Needless to say, we answered the blackmailers properly and will not agree to any equality with them. We completely exposed the Potresov gang for the liquidators they are. More, this gang is now flirting with the group that violated after the January 1910 plenary meeting the resolution on....[4] The Golos people are covering up ... who are “against” Lenin-Plekhanov. This too we will expose, I can assure you.

You cannot sit between two stools—either you are with the liquidators or against them. I reserve the right to publish this letter. How are things in the Editorial Board?[5] You must see to it that we should be represented, by your self, if there is no one else. At any rate you are obliged to find us a representative. Why don’t you return rejected articles? Rappoport has sent two articles but has received no reply.

A young man, short, thick-set (Jewish), with a recommendation from me, will shortly come to see you. Help him in any way you can.

As for the paper, in my opinion, you should join it yourself for the time being, so that our trend should not be left without a representative, for that would be disgraceful. For we hope they will not give up under the first pressure but will try to carry on despite the closures.

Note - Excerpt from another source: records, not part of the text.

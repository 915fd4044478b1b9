use std::path::PathBuf;

use clap::Parser;

/// Watch a Discord user's presence through Lanyard.
#[derive(Parser, Debug)]
#[command(name = "lanyard", version, about)]
pub struct Args {
    /// Discord user id. Defaults to `presence.user_id` from the config.
    pub user_id: Option<String>,

    /// Config file path override.
    #[arg(long)]
    pub config: Option<PathBuf>,

    /// Log level override (trace, debug, info, warn, error).
    #[arg(long)]
    pub log_level: Option<String>,

    /// Fetch once over HTTP, print, and exit.
    #[arg(long)]
    pub once: bool,

    /// Reconnect when the live socket drops.
    #[arg(long)]
    pub reconnect: bool,

    /// Print records as JSON instead of a card.
    #[arg(long)]
    pub json: bool,

    /// Print the effective config as JSON and exit.
    #[arg(long)]
    pub print_config: bool,
}

pub fn parse() -> Args {
    Args::parse()
}

#[cfg(test)]
mod tests {
    use super::*;

    #[test]
    fn parses_user_id_and_flags() {
        let args = Args::try_parse_from([
            "lanyard",
            "94490510688792576",
            "--once",
            "--log-level",
            "debug",
            "--print-config",
        ])
        .unwrap();
        assert_eq!(args.user_id.as_deref(), Some("94490510688792576"));
        assert!(args.once);
        assert!(!args.reconnect);
        assert_eq!(args.log_level.as_deref(), Some("debug"));
        assert!(args.print_config);
    }

    #[test]
    fn everything_is_optional() {
        let args = Args::try_parse_from(["lanyard"]).unwrap();
        assert!(args.user_id.is_none());
        assert!(args.config.is_none());
        assert!(!args.json);
        assert!(!args.print_config);
    }
}
//! Presence client for a single Lanyard user.
//!
//! [`PresenceClient`] owns everything an activation creates: the session
//! task, its socket, and its heartbeat timer. `deactivate` (or dropping the
//! client) aborts the task; nothing is published after it returns.

mod handle;
mod session;
mod types;


pub use handle::PresenceClient;
pub use types::{ClientConfig, ClientState, PresenceEvent, PresenceSnapshot};
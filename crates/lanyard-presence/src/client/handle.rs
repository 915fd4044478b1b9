//! Public handle owning an activation's lifetime.

use std::sync::Arc;

use tokio::sync::{mpsc, watch};
use tokio::task::JoinHandle;
use tokio_util::sync::CancellationToken;
use tracing::info;

use lanyard_common::PresenceError;

use crate::fetch::{HttpFetcher, SnapshotFetcher};
use crate::transport::{Connector, WsConnector};

use super::session::Session;
use super::types::{ClientConfig, PresenceEvent, PresenceSnapshot};

/// Capacity of the event channel returned by `activate`. Events that find
/// it full are dropped.
pub(super) const EVENT_BUFFER: usize = 256;

struct Activation {
    cancel: CancellationToken,
    task: JoinHandle<()>,
}

/// Watches one user's presence.
///
/// Nothing happens until [`activate`](Self::activate), which must be called
/// inside a Tokio runtime.
pub struct PresenceClient {
    user_id: String,
    config: ClientConfig,
    fetcher: Arc<dyn SnapshotFetcher>,
    connector: Arc<dyn Connector>,
    state_tx: Arc<watch::Sender<PresenceSnapshot>>,
    activation: Option<Activation>,
}

impl PresenceClient {
    /// Client backed by the real REST API and socket.
    pub fn new(user_id: impl Into<String>, config: ClientConfig) -> Result<Self, PresenceError> {
        let fetcher = HttpFetcher::new(config.api_base.clone(), config.request_timeout)?;
        let connector = WsConnector::new(config.socket_url.clone(), config.connect_timeout);
        Self::with_transport(user_id, config, Arc::new(fetcher), Arc::new(connector))
    }

    /// Client with caller-supplied fetch and socket implementations.
    pub fn with_transport(
        user_id: impl Into<String>,
        config: ClientConfig,
        fetcher: Arc<dyn SnapshotFetcher>,
        connector: Arc<dyn Connector>,
    ) -> Result<Self, PresenceError> {
        let user_id = user_id.into();
        if user_id.trim().is_empty() {
            return Err(PresenceError::InvalidUserId(user_id));
        }
        let (state_tx, _) = watch::channel(PresenceSnapshot::default());
        Ok(Self {
            user_id,
            config,
            fetcher,
            connector,
            state_tx: Arc::new(state_tx),
            activation: None,
        })
    }

    /// Start fetching and subscribing. Returns the event stream for this
    /// activation.
    ///
    /// An already active client is deactivated first; the snapshot is
    /// reset to `Loading`.
    pub fn activate(&mut self) -> mpsc::Receiver<PresenceEvent> {
        self.deactivate();

        let (event_tx, event_rx) = mpsc::channel(EVENT_BUFFER);
        self.state_tx.send_replace(PresenceSnapshot::default());

        let cancel = CancellationToken::new();
        let session = Session {
            user_id: self.user_id.clone(),
            config: self.config.clone(),
            fetcher: Arc::clone(&self.fetcher),
            connector: Arc::clone(&self.connector),
            cancel: cancel.clone(),
            state_tx: Arc::clone(&self.state_tx),
            event_tx,
        };
        let task = tokio::spawn(session.run());

        info!(user_id = %self.user_id, "Presence client activated");
        self.activation = Some(Activation { cancel, task });
        event_rx
    }

    /// Stop the activation.
    ///
    /// Does not wait for the session task: the socket and heartbeat timer
    /// are dropped when the runtime drops the aborted task. The snapshot and
    /// the event channel are final as soon as this returns. Calling it on an
    /// inactive client does nothing.
    pub fn deactivate(&mut self) {
        let Some(activation) = self.activation.take() else {
            return;
        };
        activation.cancel.cancel();
        activation.task.abort();
        // Waits out an update or event that checked the token before it was
        // cancelled.
        self.state_tx.send_if_modified(|_| false);
        info!(user_id = %self.user_id, "Presence client deactivated");
    }

    pub fn is_active(&self) -> bool {
        self.activation.is_some()
    }

    pub fn user_id(&self) -> &str {
        &self.user_id
    }

    /// The current state and record.
    pub fn snapshot(&self) -> PresenceSnapshot {
        self.state_tx.borrow().clone()
    }

    /// Receiver notified on every snapshot change.
    pub fn watch(&self) -> watch::Receiver<PresenceSnapshot> {
        self.state_tx.subscribe()
    }
}

impl Drop for PresenceClient {
    fn drop(&mut self) {
        self.deactivate();
    }
}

All the more necessary, then, is it for you to be there. Send us at once the text of the platform worked out by the group for the Moscow elections.[8] Will you come here to see us at Easter? There is much to talk about. Do you know what has happened to Os. Petr.?


Notes

[1] The newspaper Zvezda and the journal Mysl.—Ed.

[2] Here and further, blank spaces in the text.—Ed.

[3] See “Notes of a Publicist” (present edition, Vol. 16, pp. 195–259).—Ed.

[4] A reference evidently to the resolution adopted by the plenary meeting, “On Factional Centres” (see KPSS v rezolutsiyakh i resheniyakh syezdov, konferentsii i plenumov TsK [The C.P.S.U. in Resolutions and Decisions of Congresses, Conferences and Plenary Meetings of the Central Committee], Part I, 1954, pp. 241–43).—Ed.

[5] Editorial Board of the newspaper Zvezda.—Ed.

[6] The58 Mensheviks” were the members of the “first” (Menshevik) R.S.D.L.P. promotion group in Paris who adopted at a general meeting of the group an appeal “To All Members of the R.S.D.L.P.” framed as a resolution on the state of affairs in the Party and later   published as a supplement to Golos Sotsial-Demokrata No. 24, February 1911.

[7] A reference to the leaflet “Letter to the Comrades” put out in Paris in February 1911 by the Editorial Board of Golos Sotsial-Demokrata.

[8] The by-election to the Third Duma held in Moscow on March 20 (April 2), 1911. The Social-Democratic candidate was I. I. Skvortsov-Stepanov, who had been arrested in February and exiled just about the time of the elections for three years to Astrakhan Gubernia.